Exercise prompt:
Return, exactly and in full, the lines of the records below starting at the one with "survive (optimizer disabled)" and ending at the one with "just emits it", and no other lines.

Collected data entries:
┄┄┄┄┄┄┄┄┄┄

//! The physical planner.
//!
//! A thin one-to-one mapping from logical steps to operator instances,
//! with dispatch on the join type and the SHOW subtype. The interesting
//! choices: an inner join on exactly one VARCHAR key uses the
//! single-key hash join, small inner joins picked by the optimizer run
//! as nested loops, outer and cross joins use the bespoke operators, and
//! a scan whose connector advertises async reads takes the read-ahead
//! path inside the reader.

use crate::config::EngineConfig;
use crate::errors::{Error, Result};
use crate::executor::PhysicalPlan;
use crate::operators::{
    AggregateAndGroupOperator, AggregateOperator, CrossJoinOperator, CrossJoinUnnestOperator,
    DistinctOperator, ExitOperator, ExplainOperator, FilterJoinOperator, FilterOperator,
    FunctionDatasetOperator, InnerJoinOperator, InnerJoinSingleOperator, LimitOperator,
    MetadataWriterOperator, NestedLoopJoinOperator, OuterJoinOperator, PhysicalOperator,
    ProjectionOperator, ReaderOperator, SetVariableOperator, ShowColumnsOperator,
    ShowValueOperator, SortOperator,
};
use crate::plan::{JoinType, LogicalPlan, LogicalPlanNode, LogicalPlanStepType};
use crate::value::{Value, ValueType};

/// Map every logical node to a concrete operator and copy the edges.
pub fn create_physical_plan(
    logical_plan: &LogicalPlan,
    engine: &EngineConfig,
) -> Result<PhysicalPlan> {
    let mut plan = PhysicalPlan::new();

    for (nid, node) in logical_plan.nodes() {
        let operator = build_operator(node, logical_plan, nid, engine)?;
        plan.add_node(nid.clone(), operator);
    }
    for (source, target, leg) in logical_plan.edges() {
        plan.add_edge(source.clone(), target.clone(), *leg)?;
    }
    Ok(plan)
}

fn build_operator(
    node: &LogicalPlanNode,
    logical_plan: &LogicalPlan,
    nid: &str,
    engine: &EngineConfig,
) -> Result<PhysicalOperator> {
    let operator = match node.step {
        LogicalPlanStepType::Scan => {
            let connector = node.connector.clone().ok_or_else(|| {
                Error::InvalidInternalState("scan reached execution unbound".to_string())
            })?;
            let relation = node.relation.clone().unwrap_or_default();
            let columns = node
                .columns
                .iter()
                .filter_map(|c| c.schema_column.clone())
                .collect();
            PhysicalOperator::Reader(ReaderOperator::new(
                connector,
                relation,
                columns,
                node.predicates.clone(),
                node.limit,
                engine.morsel_pool_capacity,
                engine.pool_commit_retries,
            ))
        }
        LogicalPlanStepType::FunctionDataset => PhysicalOperator::FunctionDataset(
            FunctionDatasetOperator::new(
                node.function.clone().unwrap_or_else(|| "EMPTY".to_string()),
                node.columns
                    .iter()
                    .filter_map(|c| c.schema_column.clone())
                    .collect(),
            ),
        ),
        LogicalPlanStepType::Filter => {
            let condition = node.condition.clone().ok_or_else(|| {
                Error::InvalidInternalState("filter with no condition".to_string())
            })?;
            PhysicalOperator::Filter(FilterOperator::new(condition))
        }
        LogicalPlanStepType::Project => {
            PhysicalOperator::Projection(ProjectionOperator::new(node.columns.clone()))
        }
        LogicalPlanStepType::Aggregate => {
            PhysicalOperator::Aggregate(AggregateOperator::new(node.aggregates.clone())?)
        }
        LogicalPlanStepType::AggregateAndGroup => {
            PhysicalOperator::AggregateAndGroup(AggregateAndGroupOperator::new(
                node.groups.clone(),
                node.aggregates.clone(),
                node.projection.clone(),
            ))
        }
        LogicalPlanStepType::Join => build_join(node)?,
        LogicalPlanStepType::Unnest => {
            let source = node.unnest_column.clone().ok_or_else(|| {
                Error::InvalidInternalState("unnest with no column".to_string())
            })?;
            let target = node.unnest_target.clone().ok_or_else(|| {
                Error::InvalidInternalState("unnest with no target".to_string())
            })?;
            PhysicalOperator::CrossJoinUnnest(CrossJoinUnnestOperator::new(
                source,
                target,
                node.filters.clone(),
                node.distinct,
            ))
        }
        LogicalPlanStepType::Limit => {
            PhysicalOperator::Limit(LimitOperator::new(node.limit, node.offset))
        }
        LogicalPlanStepType::Offset => {
            PhysicalOperator::Limit(LimitOperator::new(None, node.offset))
        }
        LogicalPlanStepType::Order => {
            PhysicalOperator::Sort(SortOperator::new(node.order_by.clone()))
        }
        LogicalPlanStepType::HeapSort => {
            let limit = node.limit.ok_or_else(|| {
                Error::InvalidInternalState("heap sort with no limit".to_string())
            })?;
            PhysicalOperator::HeapSort(crate::operators::HeapSortOperator::new(
                node.order_by.clone(),
                limit,
            ))
        }
        LogicalPlanStepType::Distinct => {
            PhysicalOperator::Distinct(DistinctOperator::new(node.distinct_on.clone()))
        }
        LogicalPlanStepType::Union => {
            let inputs = logical_plan.ingoing_edges(nid).len();
            PhysicalOperator::Union(crate::operators::UnionOperator::new(inputs.max(1)))
        }
        // subqueries and CTE wrappers that survive (optimizer disabled)
        // pass morsels straight through
        LogicalPlanStepType::Subquery | LogicalPlanStepType::CTE => {
            PhysicalOperator::Exit(ExitOperator::new(Vec::new()))
        }
        LogicalPlanStepType::Exit => {
            PhysicalOperator::Exit(ExitOperator::new(node.columns.clone()))
        }
        LogicalPlanStepType::Explain => {
            // the session renders the plan into the node before physical
            // planning; the operator just emits it
            let lines = node.items.iter().map(|l| (0, l.clone())).collect();
            PhysicalOperator::Explain(ExplainOperator::new(lines))
        }
        LogicalPlanStepType::Set => {
            let variable = node.variable.clone().ok_or_else(|| {
                Error::InvalidInternalState("SET with no variable".to_string())
            })?;
            PhysicalOperator::SetVariable(SetVariableOperator::new(
                variable,
                node.value.clone().unwrap_or(Value::Null),
            ))
        }
        LogicalPlanStepType::Show => match node.object_type.as_deref() {
            Some("VARIABLE") => {
                let name = node.items.first().cloned().ok_or_else(|| {
                    Error::InvalidInternalState("SHOW with no subject".to_string())
                })?;
                PhysicalOperator::ShowValue(ShowValueOperator::new(name))
            }
            other => {
                return Err(Error::UnsupportedSyntax(format!(
                    "SHOW type '{}' is not supported",
                    other.unwrap_or("?")
                )))
            }
        },
        LogicalPlanStepType::ShowColumns => {
            let schema = node.schema.clone().ok_or_else(|| {
                Error::InvalidInternalState("SHOW COLUMNS reached execution unbound".to_string())
            })?;
            PhysicalOperator::ShowColumns(ShowColumnsOperator::new(schema))
        }
        LogicalPlanStepType::MetadataWriter => {
            PhysicalOperator::MetadataWriter(MetadataWriterOperator::new())
        }
    };
    Ok(operator)
}

fn build_join(node: &LogicalPlanNode) -> Result<PhysicalOperator> {
    let join_type = node.join_type.ok_or_else(|| {
        Error::InvalidInternalState("join with no type".to_string())
    })?;
    Ok(match join_type {
        JoinType::Inner => {
            // single VARCHAR keys get the specialised string-keyed table
            let single_varchar = node.left_columns.len() == 1
                && node
                    .left_columns
                    .first()
                    .and_then(|c| c.schema_column.as_ref())
                    .map(|c| c.value_type)
                    == Some(ValueType::Varchar);
            if single_varchar {
                let left = node.left_columns[0].clone();
                let right = node.right_columns[0].clone();
                PhysicalOperator::InnerJoinSingle(InnerJoinSingleOperator::new(left, right))
            } else {
                PhysicalOperator::InnerJoin(InnerJoinOperator::new(
                    node.left_columns.clone(),
                    node.right_columns.clone(),
                ))
            }
        }
        JoinType::NestedInner => PhysicalOperator::NestedLoopJoin(NestedLoopJoinOperator::new(
            node.left_columns.clone(),
            node.right_columns.clone(),
        )),
        JoinType::LeftOuter | JoinType::RightOuter | JoinType::FullOuter => {
            PhysicalOperator::OuterJoin(OuterJoinOperator::new(
                join_type,
                node.left_columns.clone(),
                node.right_columns.clone(),
                node.left_schema.clone(),
                node.right_schema.clone(),
            ))
        }
        JoinType::CrossJoin => PhysicalOperator::CrossJoin(CrossJoinOperator::new()),
        JoinType::LeftSemi | JoinType::LeftAnti | JoinType::RightSemi | JoinType::RightAnti => {
            PhysicalOperator::FilterJoin(FilterJoinOperator::new(
                join_type,
                node.left_columns.clone(),
                node.right_columns.clone(),
            ))
        }
    })
}

#[cfg(test)]
mod tests {
    use super::*;
    use crate::planner::binder::bind;
    use crate::planner::logical_planner::plan_sql;

    fn physical_for(sql: &str) -> PhysicalPlan {
        let (mut plan, _) = plan_sql(sql).expect("plans");
        bind(&mut plan, &[]).expect("binds");
        create_physical_plan(&plan, &EngineConfig::default()).expect("maps")
    }

    #[test]
    fn nodes_and_edges_carry_over() {
        let plan = physical_for("SELECT name FROM $planets WHERE id < 5");
        // scan, filter, project, exit
        assert_eq!(plan.node_count(), 4);
        assert_eq!(plan.get_entry_points().len(), 1);
        assert_eq!(plan.get_exit_points().len(), 1);
    }

    #[test]
    fn varchar_single_key_join_is_specialised() {
        let plan = physical_for(
            "SELECT * FROM $satellites INNER JOIN $planets ON $satellites.name = $planets.name",
        );
        let specialised = plan
            .nodes()
            .any(|(_, op)| matches!(op, PhysicalOperator::InnerJoinSingle(_)));
        assert!(specialised);
    }

    #[test]
    fn integer_key_join_uses_the_generic_hash_join() {
        let plan = physical_for(
            "SELECT * FROM $satellites INNER JOIN $planets ON $satellites.planetId = $planets.id",
        );
        let generic = plan
            .nodes()
            .any(|(_, op)| matches!(op, PhysicalOperator::InnerJoin(_)));
        assert!(generic);
    }
}
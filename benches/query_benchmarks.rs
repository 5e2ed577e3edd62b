//! Query benchmarks: plan + optimize + execute over the built-in
//! datasets.

use criterion::{black_box, criterion_group, criterion_main, Criterion};

use quarry::Session;

fn bench_point_filter(c: &mut Criterion) {
    c.bench_function("filter_satellite_by_name", |b| {
        let mut session = Session::default();
        b.iter(|| {
            let result = session
                .execute(black_box("SELECT * FROM $satellites WHERE name = 'Calypso'"))
                .expect("query runs");
            black_box(result.shape())
        });
    });
}

fn bench_group_by(c: &mut Criterion) {
    c.bench_function("group_satellites_by_planet", |b| {
        let mut session = Session::default();
        b.iter(|| {
            let result = session
                .execute(black_box(
                    "SELECT COUNT(*), planetId FROM $satellites GROUP BY planetId",
                ))
                .expect("query runs");
            black_box(result.shape())
        });
    });
}

fn bench_join(c: &mut Criterion) {
    c.bench_function("join_satellites_to_planets", |b| {
        let mut session = Session::default();
        b.iter(|| {
            let result = session
                .execute(black_box(
                    "SELECT * FROM $satellites INNER JOIN $planets \
                     ON $satellites.planetId = $planets.id",
                ))
                .expect("query runs");
            black_box(result.shape())
        });
    });
}

fn bench_unnest(c: &mut Criterion) {
    c.bench_function("unnest_astronaut_missions", |b| {
        let mut session = Session::default();
        b.iter(|| {
            let result = session
                .execute(black_box(
                    "SELECT * FROM $astronauts CROSS JOIN UNNEST(missions) AS m \
                     WHERE m = 'Apollo 11'",
                ))
                .expect("query runs");
            black_box(result.shape())
        });
    });
}

criterion_group!(
    benches,
    bench_point_filter,
    bench_group_by,
    bench_join,
    bench_unnest
);
criterion_main!(benches);
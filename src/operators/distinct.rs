//! DISTINCT: hashes each row's signature and emits first occurrences
//! only. State persists across morsels, so duplicates are removed across
//! the whole stream.

use std::collections::HashSet;

use crate::errors::Result;
use crate::expression::{evaluator, Node};
use crate::morsel::Message;
use crate::operators::ExecutionContext;
use crate::value::RowKey;

pub struct DistinctOperator {
    /// DISTINCT ON columns; None means the whole row
    on: Option<Vec<Node>>,
    seen: HashSet<RowKey>,
}

impl DistinctOperator {
    pub fn new(on: Option<Vec<Node>>) -> Self {
        DistinctOperator {
            on,
            seen: HashSet::new(),
        }
    }

    pub fn process(
        &mut self,
        message: Message,
        context: &ExecutionContext,
    ) -> Result<Vec<Message>> {
        let Message::Morsel(morsel) = message else {
            return Ok(vec![Message::Eos]);
        };
        context
            .statistics
            .increment("rows_seen_by_distinct", morsel.row_count() as u64);

        // signature columns: either the DISTINCT ON expressions or every
        // column of the row
        let signature_columns = match &self.on {
            Some(expressions) => {
                let mut columns = Vec::with_capacity(expressions.len());
                for expression in expressions {
                    columns.push(evaluator::evaluate(expression, &morsel)?.values);
                }
                columns
            }
            None => morsel
                .columns()
                .iter()
                .map(|c| c.values.clone())
                .collect(),
        };

        let mut keep = Vec::new();
        for row in 0..morsel.row_count() {
            let key = RowKey(
                signature_columns
                    .iter()
                    .map(|column| column[row].clone())
                    .collect(),
            );
            if self.seen.insert(key) {
                keep.push(row);
            }
        }
        Ok(vec![Message::Morsel(morsel.take(&keep))])
    }
}

#[cfg(test)]
mod tests {
    use super::*;
    use crate::morsel::{Column, Morsel};
    use crate::statistics::QueryStatistics;
    use crate::value::{Value, ValueType};

    #[test]
    fn duplicates_are_removed_across_morsels() {
        let mut distinct = DistinctOperator::new(None);
        let context = ExecutionContext::new(QueryStatistics::new(), 1000);
        let first = Morsel::new(vec![Column::from_values(
            "x",
            ValueType::Integer,
            vec![Value::Integer(1), Value::Integer(2), Value::Integer(1)],
        )])
        .expect("well formed");
        let second = Morsel::new(vec![Column::from_values(
            "x",
            ValueType::Integer,
            vec![Value::Integer(2), Value::Integer(3)],
        )])
        .expect("well formed");

        let out1 = distinct
            .process(Message::Morsel(first), &context)
            .expect("first morsel");
        let out2 = distinct
            .process(Message::Morsel(second), &context)
            .expect("second morsel");
        let Message::Morsel(m1) = &out1[0] else {
            panic!("expected morsel")
        };
        let Message::Morsel(m2) = &out2[0] else {
            panic!("expected morsel")
        };
        assert_eq!(m1.row_count(), 2);
        assert_eq!(m2.row_count(), 1);
        assert_eq!(m2.columns()[0].values[0], Value::Integer(3));
    }
}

┄┄┄┄┄┄┄┄┄┄

Answer box:
        // subqueries and CTE wrappers that survive (optimizer disabled)
        // pass morsels straight through
        LogicalPlanStepType::Subquery | LogicalPlanStepType::CTE => {
            PhysicalOperator::Exit(ExitOperator::new(Vec::new()))
        }
        LogicalPlanStepType::Exit => {
            PhysicalOperator::Exit(ExitOperator::new(node.columns.clone()))
        }
        LogicalPlanStepType::Explain => {
            // the session renders the plan into the node before physical
            // planning; the operator just emits it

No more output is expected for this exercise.